Unas veces las circunstancias familiares,
otras por trabajo, las más por dejadez y las menos por yo que sé.
Y como siempre se dijo: unos por otros, la
casa sin barrer.
Tras años de ausencia y lejanía,
coincidieron en su ciudad natal, era el día de los santos; Andrés con el maletero abierto,
encorvado sacaba unas flores.
Miguel
se le quedó mirando con asombro. Sí,
era él, nunca olvidaría esas manos, nudillos saltones en el teclado del
acordeón.
Como ha pasado el tiempo, ¿Qué sería
del resto de componentes de aquella orquestina de verbena?
Ninguno imaginaba que nada más cruzar la
puerta del cementerio, se encontrarían con Román, también con unas flores, depositándolas
sobre una lápida negra maltrecha por los años.
No
podía ser, los tres juntos de nuevo.
Qué
habría sido de Marcos; aquella pequeña cosa que tocaba el fliscorno y se ponía
colorado de tanto soplar.
Porqué
no intentarlo. Sus padres estaban enterados
en las hornacinas a la izquierda, con un poco de suerte, lo mismo, algún
familiar… Allí sentado en una piedra
mientras sus hijos arrimaban la escalera para acceder al nicho, estaba él, tan
poquita cosa como siempre, con lo único que de aquellos tiempos en sus manos
quedaba; la boquilla de fliscorno. La había transformado en una especie de
llavero con que entretener algunos minutos muertos.
Seguía haciendo ejercicios de doble picado.
Que jodío, seguía siendo un perfeccionista.
Ahora
lo llevaba el hijo del dueño, aquel mocoso al que le hacían picardías a diario
y al que le encantaba ir hasta el cutre local de al lado, escuchando
atentamente mientras ensayaban aquellas enrevesadas melodías.

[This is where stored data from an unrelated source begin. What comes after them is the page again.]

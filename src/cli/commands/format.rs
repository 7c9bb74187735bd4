//! `format` command: run clang-format over the plugin sources.

use crate::cli::RuntimeConfig;
use crate::error::{Result, StagingError};
use crate::process::{self, CommandSpec};
use std::path::{Path, PathBuf};
use walkdir::WalkDir;

/// Files below `source_dir` whose extension is in `extensions`, in sorted walk order
fn collect_sources(source_dir: &Path, extensions: &[String]) -> Result<Vec<PathBuf>> {
    let mut files = Vec::new();
    for entry in WalkDir::new(source_dir).sort_by_file_name() {
        let entry = entry?;
        if !entry.file_type().is_file() {
            continue;
        }
        let matches = entry
            .path()
            .extension()
            .and_then(|ext| ext.to_str())
            .is_some_and(|ext| extensions.iter().any(|wanted| wanted == ext));
        if matches {
            files.push(entry.into_path());
        }
    }
    Ok(files)
}

/// Execute the format command
pub(super) async fn execute_format(config: &RuntimeConfig) -> Result<()> {
    let settings = &config.tool().format;
    let style_file = config.root().join(&settings.style_file);
    if !style_file.is_file() {
        return Err(StagingError::MissingSource { path: style_file }.into());
    }

    let source_dir = config.plugin_dir().join("Source");
    if !source_dir.is_dir() {
        return Err(StagingError::MissingSource { path: source_dir }.into());
    }

    config.section("Format sources");
    let files = tokio::task::spawn_blocking({
        let source_dir = source_dir.clone();
        let extensions = settings.extensions.clone();
        move || collect_sources(&source_dir, &extensions)
    })
    .await??;

    for file in &files {
        config.verbose_println(&format!("Formatting {}", file.display()));
        let command = CommandSpec::new(&settings.clang_format)
            .arg("-i")
            .flag_path("-style=file:", &style_file)
            .arg(file);
        process::run_checked(&command).await?;
    }

    config.info_println(&format!("Formatted {} files", files.len()));
    Ok(())
}

#[cfg(test)]
mod tests {
    use super::*;
    use tempfile::TempDir;

    #[test]
    fn test_collect_sources_filters_and_sorts() {
        let temp = TempDir::new().unwrap();
        let src = temp.path();
        std::fs::create_dir_all(src.join("B/Private")).unwrap();
        std::fs::create_dir_all(src.join("A")).unwrap();
        std::fs::write(src.join("B/Private/x.cpp"), "").unwrap();
        std::fs::write(src.join("A/y.h"), "").unwrap();
        std::fs::write(src.join("A/notes.txt"), "").unwrap();
        std::fs::write(src.join("Module.Build.cs"), "").unwrap();

        let extensions = vec!["cpp".to_string(), "h".to_string(), "cs".to_string()];
        let files = collect_sources(src, &extensions).unwrap();
        assert_eq!(
            files,
            vec![
                src.join("A/y.h"),
                src.join("B/Private/x.cpp"),
                src.join("Module.Build.cs"),
            ]
        );
    }
}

Después de comer, se dispusieron a cumplir
lo convenido.
Por un momento pareció detenerse el tiempo.
Sentado, tras la barra un mocetón, todo
un hombre, igualito a su padre: alto y
recio, colorado de cara y con aparente buen comer, de ponerse hasta las
trancas.
Qué
pena, el bar estaba vacío; mira que entonces había que pedir vez, para jugar
una partida a la hora del café.
En fin, para todos cambian los tiempos.
--Román se adelantó unos pasos, la puerta
estaba abierta y el camarero distraído viendo la tele--.
---su
voz pareció retumbar tanto que hasta el mozo se sobresaltó---
Román.- ¡Qué tal pirracas! ¿No saludas a los amigos?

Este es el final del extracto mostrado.